The girl in the middle spoke at last. She announced, ‘He’s not pale and floppy – he’s very stiff and twisty,’ and as if this bulletin gave them all they needed to know, they turned and began to move off. Their movement was ragged, I was pleased to notice, and I thought I could see the welcome gleam of a crutch.
‘Wait a minute!’ I called after them. After so long without contemporaries, I wasn’t going to let them go without some attempt at communication. What they most looked like to me at that moment was an audience. I must entertain them. I decided that I would sing them a song, a special song.
This wasn’t entirely an exhibitionist impulse. The last time I had been in a room with this many children, it had been the carol singers that Christmas time. Then they had sung to me, now it was my turn to return the favour. My turn. Fair dos. I started to sing, croakily at first, and then with more confidence. I knew from listening to ‘Anything You Can Do I Can Do Better’ that you don’t have to have a sweet voice to make a song come alive. In fact I would have sung that song, itself, except that hearing one voice do both sides of the musical barney would have been too confusing.

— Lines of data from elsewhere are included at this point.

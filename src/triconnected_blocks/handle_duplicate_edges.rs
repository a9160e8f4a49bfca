use crate::triconnected_blocks::{
    help_graph::HelpGraph,
    outside_structures::{Component, SplitComponentType},
};

/// Replaces every bundle of parallel edges of the fragment by one fresh
/// virtual edge. Each bundle, together with its virtual edge, becomes a
/// Parallel component.
///
/// Returns the edges of the fragment after the replacement.
pub(crate) fn handle_duplicate_edges(
    help: &mut HelpGraph,
    edges: Vec<usize>,
    split_components: &mut Vec<Component>,
) -> Vec<usize> {
    // stable sort by normalized endpoints, bundles end up next to each other
    let n = help.n;
    let mut keyed: Vec<(usize, usize)> = edges
        .into_iter()
        .map(|eid| {
            let (s, t) = help.normalized(eid);
            (s * n + t, eid)
        })
        .collect();
    radsort::sort_by_key(&mut keyed, |&(key, _)| key);

    let mut ret = Vec::with_capacity(keyed.len());
    let mut i = 0;
    let len = keyed.len();

    while i < len {
        let mut j = i + 1;
        while j < len && keyed[j].0 == keyed[i].0 {
            j += 1;
        }

        if j - i == 1 {
            ret.push(keyed[i].1);
        } else {
            let (s, t) = help.normalized(keyed[i].1);
            let evirt = help.new_virtual_edge(s, t);

            let mut bundle: Vec<usize> = keyed[i..j].iter().map(|&(_, eid)| eid).collect();
            bundle.push(evirt);
            split_components.push(Component::new(SplitComponentType::Parallel, bundle));

            ret.push(evirt);
        }

        i = j;
    }

    ret
}

#[cfg(test)]
mod tests {
    use super::*;
    use crate::{Graph, types::VertexId};

    #[test]
    fn test_bundles_become_parallel_components() {
        let mut g = Graph::new();
        for i in 0..3 {
            g.add_vertex(i);
        }
        let v = |i| VertexId::new(i);
        g.add_edge(v(0), v(1)).unwrap();
        g.add_edge(v(1), v(2)).unwrap();
        g.add_edge(v(1), v(0)).unwrap();
        g.add_edge(v(2), v(0)).unwrap();
        g.add_edge(v(0), v(1)).unwrap();

        let mut help = HelpGraph::new(&g);
        let mut components = Vec::new();
        let edges = handle_duplicate_edges(&mut help, (0..5).collect(), &mut components);

        assert_eq!(components.len(), 1);
        assert_eq!(components[0].component_type, SplitComponentType::Parallel);
        assert_eq!(components[0].edges, vec![0, 2, 4, 5]);
        assert_eq!(edges, vec![5, 3, 1]);
        assert_eq!(help.edges[5], (0, 1));
    }

    #[test]
    fn test_simple_fragment_is_unchanged() {
        let mut g = Graph::new();
        for i in 0..3 {
            g.add_vertex(i);
        }
        g.add_edge(VertexId::new(0), VertexId::new(1)).unwrap();
        g.add_edge(VertexId::new(1), VertexId::new(2)).unwrap();
        g.add_edge(VertexId::new(2), VertexId::new(0)).unwrap();

        let mut help = HelpGraph::new(&g);
        let mut components = Vec::new();
        let edges = handle_duplicate_edges(&mut help, vec![2, 0, 1], &mut components);

        assert!(components.is_empty());
        assert_eq!(help.virtual_count(), 0);
        let mut sorted = edges.clone();
        sorted.sort();
        assert_eq!(sorted, vec![0, 1, 2]);
    }
}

The girls loomed back into my narrow field of vision. ‘Mairzy doats and dozy doats,’ I began, and went on through the whole cryptic but satisfying animal-dietetic saga. There was no sign of appreciation when I finished, so I explained what the words really meant. I switched from a sort of Ethel Merman impersonation to a version of Professor Joad on the Brains Trust. ‘Mares eat oats and does eat oats … Do you see?’ All silence was deadly to me just then, and I didn’t notice any peculiarly fatal quality to this one. When I got to ‘a kiddley divey too’ I not only glosse
d the line as ‘a kid will eat ivy too’, but explained that a kid was a young goat. I didn’t want to lose my hold on the audience by assuming too much knowledge.
I was just getting started on the natural history of ivy when the girl who had said I wasn’t pale interrupted. ‘We know the song, stupid. Uncle Mac plays it on the ruddy radio all the time. And this’, she said, indicating the one on her right, ‘is Ivy. I’m Wendy and she’s Ivy. You’d better watch out for her. ’Cos you’ve got it the wrong way round. She eats kids.’ The girl called Ivy, who wore thick glasses, bared her teeth and snapped at me, and the three of them laughed. Then they receded from my view in a slow collective hobble. ‘Pleased to meet you,’ I squeaked after them. My voice trailed away before I could finish with, ‘I’m sure we’re going to be great friends.’ Skilled as I was in looking on the bright side, I couldn’t persuade myself that we’d got off to much of a start.
After that first visitation I was left alone by the other patients. Every now and then nurses popped through the door to check on me, but otherwise I was left to my thoughts. I felt better if I thought about the earlier part of the day, before I actually arrived in the hospital, rather than my recent disappointments. From the years I had spent in the room with yellow roses on the wallpaper I had acquired some skill in controlling my mental activity. In replaying the day I concentrated on the train journey, my little adventure between confinements, and above all the ambulance ride that had started the journey in such style.
I felt there were important lessons for me to learn from what had gone on between the two men in the ambulance. I was determined to work it out. It was the word ‘mate’ that really struck me. ‘Mate’, as I’d learned from Mum, was what budgies did to make a chick and what a man did to a lady when he wanted to give her a baby, but this was clearly impossible here. Martin and Mikey were both men, and there was no taily-hole in either of them, so nowhere that a baby could be put in. But still, it seemed, they mated.